Feasibility and pilot study of the effects of microfinance on mortality and nutrition in children under five amongst the very poor in India: study protocol for a cluster randomized controlled trial
1 Division of Child Health, Obstetrics and Gynaecology, University of Nottingham, Queen’s Medical Center, Derby Road, NG7 2UH Nottingham, UK
2 Division of Epidemiology and Public Health, University of Nottingham, Clinical Sciences, City Hospital, NG5 1 PB Nottingham, UK
3 Department of Community Medicine, Patna Medical College & Hospital, 800004 Patna, India
4 Chair of the Board of Trustees, Rojiroti UK, 32 Amenbury Lane, AL5 2DF Harpenden, UK
5 Pediatrics and International Health, College of Medicine, Room 314, The College of Medicine, Swansea University, SA2 8PP Swansea, UK
6 Secretary, CPSL, House No-22, R.L. Enclave, Duplex Colony, Near at Sonali Auto, Bye Pass Road, Vishnupuri, Anishabad, Patna 800002 Bihar, India
Trials 2014, 15:298 doi:10.1186/1745-6215-15-298Published: 23 July 2014
The United Nations Millennium Development Goals include targets for the health of children under five years old. Poor health is linked to poverty and microfinance initiatives are economic interventions that may improve health by breaking the cycle of poverty. However, there is a lack of reliable evidence to support this. In addition, microfinance schemes may have adverse effects on health, for example due to increased indebtedness. Rojiroti UK and the Centre for Promoting Sustainable Livelihood run an innovative microfinance scheme that provides microcredit via women’s self-help groups (SHGs). This pilot study, conducted in rural Bihar (India), will establish whether it is feasible to collect anthropometric and mortality data on children under five years old and to conduct a limited cluster randomized trial of the Rojiroti intervention.

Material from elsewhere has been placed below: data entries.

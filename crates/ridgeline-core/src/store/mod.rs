//! Content-addressed persistence of accumulator snapshots, with a pluggable
//! in-memory cache of decoded arenas in front of the stored bytes.

pub mod cache;
pub mod snapshot;

pub use cache::*;
pub use snapshot::*;
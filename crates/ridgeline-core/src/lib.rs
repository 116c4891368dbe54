//! # Ridgeline Core
//!
//! Weighted Merkle Mountain Range accumulator over block headers, with
//! multi-leaf inclusion proofs and a FlyClient-style proof of cumulative
//! chain weight.
//!
//! This crate contains **no networking code** and **no storage backend**.
//! A header relay appends one leaf per block and hands proofs to light
//! clients, which check them against nothing but the claimed root.
//!
//! ## Trust Model
//!
//! - **Inclusion proofs** (`proof` module): a proof commits to a set of
//!   leaves under a root digest. The verifier recomputes every digest from
//!   the revealed leaves and sibling summaries.
//!
//! - **Proof of weight** (`sampling` module): the light client recomputes
//!   the sample draws from the root digest alone and checks each sampled
//!   leaf against the cumulative weights the proof *claims*. Digests commit
//!   to header hashes but not to weights, so the draw check binds a sample
//!   to the prover's claimed weight distribution; only the total is pinned
//!   by the root weight. Soundness is `2^-λ` for an adversary below the
//!   configured weight fraction, given honest per-leaf weights.
//!
//! ## Usage
//!
//! ```ignore
//! use ridgeline_core::{Mmr, WeightSampler};
//!
//! let mmr = Mmr::new();
//! mmr.append(header_hash, difficulty);
//! let sampler = WeightSampler::default();
//! let proof = sampler.create_proof(&mmr.copy(), &pending_weight)?.proof;
//! sampler.verify(&proof, &pending_weight)?;
//! ```

pub mod codec;
pub mod mmr;
pub mod proof;
pub mod sampling;
pub mod store;
pub mod types;

// Re-export commonly used types for convenience
pub use codec::{decode_proof, decode_snapshot, encode_proof, encode_snapshot, CodecError};
pub use mmr::{Accumulator, IntegrityError, Mmr, Node};
pub use proof::{
    build_proof, build_proof_info, verify_proof, verify_proof_detailed, ProofError, VerifyError,
};
pub use sampling::{
    FlyClientPolicy, SampledProof, SamplingConfig, SamplingError, SamplingPolicy, WeightSampler,
};
pub use store::{LruSnapshotCache, NoopSnapshotCache, SnapshotCache, SnapshotStore, StoreError};
pub use types::{Digest, ProofBlock, ProofElem, ProofInfo, Weight};
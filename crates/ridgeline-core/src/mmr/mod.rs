pub mod arena;
pub mod accumulator;

pub use arena::*;
pub use accumulator::*;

We have designed a cluster randomized trial in which participating tolas (small communities within villages) will be randomized to either receive early (SHGs and microfinance at baseline) or late intervention (SHGs and microfinance after 18 months). Using predesigned questionnaires, demographic, and mortality data for the last year and information about participating mothers and their children will be collected and the weight, height, and mid upper arm circumference (MUAC) of children will be measured at baseline and at 18 months. The late intervention group will establish SHGs and microfinance support at this point and data collection will be repeated at 36 months.
The primary outcome measure will be the mean weight for height z-score of children under five years old in the early and late intervention tolas at 18 months. Secondary outcome measures will be the mortality rate, mean weight for age, height for age, prevalence of underweight, stunting, and wasting among children under five years of age.
Despite economic progress, marked inequalities in child health persist in India and Bihar is one of the worst affected states. There is a need to evaluate programs that may alleviate poverty and improve health. This study will help to inform the design of a definitive trial to determine if the Rojiroti scheme can improve the nutrition and survival of children under five years of age in deprived rural communities.
Clinicaltrials.gov (study ID: NCT01845545). Registered on 24 April 2013.